Here's some of the things I (and maybe you) have missed in recent years:
I apparently missed the rise, fall, and death of webmining. People wrote programs that ran in the background of your web browser, and used your unused cycles to mine crypto. Webmining gained favor in ~2017, caught on with unscrupulous people who figured out ways to attach the miners to browsers without end-user's consent, started falling apart in 2019, and just about died in 2020.
Nowadays, if I look up the older webmining programs, they are all either dead (coinhive), built on obscure altcoins that nobody uses (coinimp, webdollar), or works at ~5% of an actual miner's power (minero.cc).
Crypto developers are always looking for ways to better streamline and secure their networks. For example, if you want to download the Bitcoin ledger, I hope you have a third of a terabyte available. This ledger includes every transaction ever made in Bitcoin, from the first ones in 2009 down to today. This means that if you know someone's bitcoin address, you can search the ledger for all their transactions.

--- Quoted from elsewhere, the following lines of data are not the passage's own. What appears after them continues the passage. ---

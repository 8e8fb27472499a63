use std::{
    collections::HashMap,
    net::SocketAddr,
    sync::{
        Arc, Mutex,
        atomic::{AtomicI32, AtomicI64, Ordering},
    },
};

use tracing::info;

use crate::{
    acceptor::Acceptor,
    buffer::Buffer,
    callbacks::{
        ConnectionCallback, MessageCallback, TcpConnectionRef, ThreadInitCallback,
        WriteCompleteCallback, default_connection_callback, default_message_callback,
    },
    connection::TcpConnection,
    event_loop::EventLoop,
    loop_pool::LoopThreadPool,
    sockets::{self, Socket},
    timestamp::Timestamp,
};

/// Whether the listen socket sets `SO_REUSEPORT`.
#[derive(Copy, Clone, Debug, Default, PartialEq, Eq)]
pub enum ServerOption {
    #[default]
    NoReusePort,
    ReusePort,
}

/// Facade over the whole reactor stack: the acceptor runs on the base loop,
/// accepted connections are dealt to the pool's subloops round-robin, and
/// the registry of live connections is mutated only on the base loop.
///
/// Typical use:
///
/// ```no_run
/// use std::net::{Ipv4Addr, SocketAddr};
/// use riptide::{EventLoop, ServerOption, TcpServer};
///
/// let base_loop = EventLoop::new();
/// let server = TcpServer::new(
///     &base_loop,
///     SocketAddr::from((Ipv4Addr::UNSPECIFIED, 7000)),
///     "echo",
///     ServerOption::NoReusePort,
/// );
/// server.set_thread_num(4);
/// server.set_message_callback(|conn, buffer, _when| {
///     let bytes = buffer.retrieve_all_as_string();
///     conn.send(bytes);
/// });
/// server.start();
/// base_loop.run();
/// ```
pub struct TcpServer {
    core: Arc<ServerCore>,
}

struct ServerCore {
    base_loop: Arc<EventLoop>,
    ip_port: String,
    name: String,
    acceptor: Arc<Acceptor>,
    pool: Arc<LoopThreadPool>,
    connection_callback: Mutex<ConnectionCallback>,
    message_callback: Mutex<MessageCallback>,
    write_complete_callback: Mutex<Option<WriteCompleteCallback>>,
    thread_init_callback: Mutex<Option<ThreadInitCallback>>,
    started: AtomicI32,
    next_conn_id: AtomicI64,
    connections: Mutex<HashMap<String, Arc<TcpConnection>>>,
}

impl TcpServer {
    pub fn new(
        base_loop: &Arc<EventLoop>,
        listen_addr: SocketAddr,
        name: impl Into<String>,
        option: ServerOption,
    ) -> TcpServer {
        let name = name.into();
        let acceptor = Acceptor::new(base_loop, listen_addr, option == ServerOption::ReusePort);
        let core = Arc::new(ServerCore {
            base_loop: base_loop.clone(),
            ip_port: listen_addr.to_string(),
            name: name.clone(),
            acceptor,
            pool: Arc::new(LoopThreadPool::new(base_loop.clone(), name)),
            connection_callback: Mutex::new(
                Arc::new(default_connection_callback) as ConnectionCallback
            ),
            message_callback: Mutex::new(Arc::new(default_message_callback) as MessageCallback),
            write_complete_callback: Mutex::new(None),
            thread_init_callback: Mutex::new(None),
            started: AtomicI32::new(0),
            next_conn_id: AtomicI64::new(1),
            connections: Mutex::new(HashMap::new()),
        });

        let weak = Arc::downgrade(&core);
        core.acceptor.set_new_connection_callback(move |socket, peer_addr| {
            if let Some(core) = weak.upgrade() {
                ServerCore::new_connection(&core, socket, peer_addr);
            }
        });

        TcpServer { core }
    }

    pub fn name(&self) -> &str {
        &self.core.name
    }

    pub fn ip_port(&self) -> &str {
        &self.core.ip_port
    }

    pub fn owner_loop(&self) -> &Arc<EventLoop> {
        &self.core.base_loop
    }

    /// Address the listen socket is bound to; resolves port 0 to the real
    /// port.
    pub fn local_addr(&self) -> SocketAddr {
        self.core.acceptor.local_addr()
    }

    /// Number of live connections in the registry.
    pub fn connection_count(&self) -> usize {
        self.core.connections.lock().unwrap().len()
    }

    /// Number of subloops serving connections; zero keeps everything on the
    /// base loop. Call before [`start`](TcpServer::start).
    pub fn set_thread_num(&self, num_threads: usize) {
        self.core.pool.set_thread_num(num_threads);
    }

    pub fn set_connection_callback(&self, cb: impl Fn(&TcpConnectionRef) + Send + Sync + 'static) {
        *self.core.connection_callback.lock().unwrap() = Arc::new(cb);
    }

    pub fn set_message_callback(
        &self,
        cb: impl Fn(&TcpConnectionRef, &mut Buffer, Timestamp) + Send + Sync + 'static,
    ) {
        *self.core.message_callback.lock().unwrap() = Arc::new(cb);
    }

    pub fn set_write_complete_callback(
        &self,
        cb: impl Fn(&TcpConnectionRef) + Send + Sync + 'static,
    ) {
        *self.core.write_complete_callback.lock().unwrap() = Some(Arc::new(cb));
    }

    pub fn set_thread_init_callback(&self, cb: impl Fn(&Arc<EventLoop>) + Send + Sync + 'static) {
        *self.core.thread_init_callback.lock().unwrap() = Some(Arc::new(cb));
    }

    /// Starts the pool and the listener. Idempotent; only the first call
    /// does anything.
    pub fn start(&self) {
        if self.core.started.fetch_add(1, Ordering::AcqRel) == 0 {
            let init = self.core.thread_init_callback.lock().unwrap().clone();
            self.core.pool.start(init);
            debug_assert!(!self.core.acceptor.listening());
            let acceptor = self.core.acceptor.clone();
            self.core.base_loop.run_in_loop(move || acceptor.listen());
        }
    }
}

impl ServerCore {
    /// Runs on the base loop for every accepted fd: pick a subloop, wire the
    /// connection up, and hand it over through the subloop's task queue.
    fn new_connection(core: &Arc<ServerCore>, socket: Socket, peer_addr: SocketAddr) {
        core.base_loop.assert_in_loop_thread();
        let io_loop = core.pool.next_loop();
        let conn_id = core.next_conn_id.fetch_add(1, Ordering::AcqRel);
        let conn_name = format!("{}-{}#{}", core.name, core.ip_port, conn_id);
        info!(
            server = core.name.as_str(),
            conn = conn_name.as_str(),
            peer = %peer_addr,
            "new connection"
        );

        let local_addr = sockets::local_addr(socket.fd());
        let conn = TcpConnection::new(io_loop.clone(), conn_name.clone(), socket, local_addr, peer_addr);
        core.connections.lock().unwrap().insert(conn_name, conn.clone());

        conn.set_connection_callback(core.connection_callback.lock().unwrap().clone());
        conn.set_message_callback(core.message_callback.lock().unwrap().clone());
        if let Some(write_complete_cb) = core.write_complete_callback.lock().unwrap().clone() {
            conn.set_write_complete_callback(write_complete_cb);
        }
        let weak = Arc::downgrade(core);
        conn.set_close_callback(Arc::new(move |closing| {
            if let Some(core) = weak.upgrade() {
                core.remove_connection(closing);
            }
        }));

        let established = conn.clone();
        io_loop.run_in_loop(move || established.connect_established());
    }

    /// The close event fires on the subloop but the registry lives on the
    /// base loop, hence the hop.
    fn remove_connection(self: &Arc<Self>, conn: &TcpConnectionRef) {
        let core = self.clone();
        let conn = conn.clone();
        self.base_loop
            .run_in_loop(move || core.remove_connection_in_loop(&conn));
    }

    fn remove_connection_in_loop(&self, conn: &TcpConnectionRef) {
        self.base_loop.assert_in_loop_thread();
        info!(
            server = self.name.as_str(),
            conn = conn.name(),
            "removing connection"
        );
        self.connections.lock().unwrap().remove(conn.name());
        // queued, not run inline, so the connection outlives any handler
        // still on the subloop's stack
        let destroyed = conn.clone();
        conn.owner_loop()
            .queue_in_loop(move || destroyed.connect_destroyed());
    }
}

impl Drop for TcpServer {
    fn drop(&mut self) {
        info!(server = self.core.name.as_str(), "server shutting down");
        let connections = std::mem::take(&mut *self.core.connections.lock().unwrap());
        for (_, conn) in connections {
            let destroyed = conn.clone();
            conn.owner_loop()
                .run_in_loop(move || destroyed.connect_destroyed());
        }
    }
}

A couple of years ago, someone created a crypto technology that fixes both the issue of overly-bloated ledgers and peudo-anonymous ledgers: Mimblewimble. Named after the Harry Potter tongue-twisting spell, this tech hides the addresses of transactions, and also routinely shaves off the older transactions in a ledger to keep it small.
While Mimblewimble has the ability to be adopted onto larger coin networks, it currently only exists on a pair of smaller altcoins: Beam (#317 in Market Cap as of 4/14/21) and Grin (#474). As time goes on, will Mimblewimble see larger-scale adoption? Time will tell.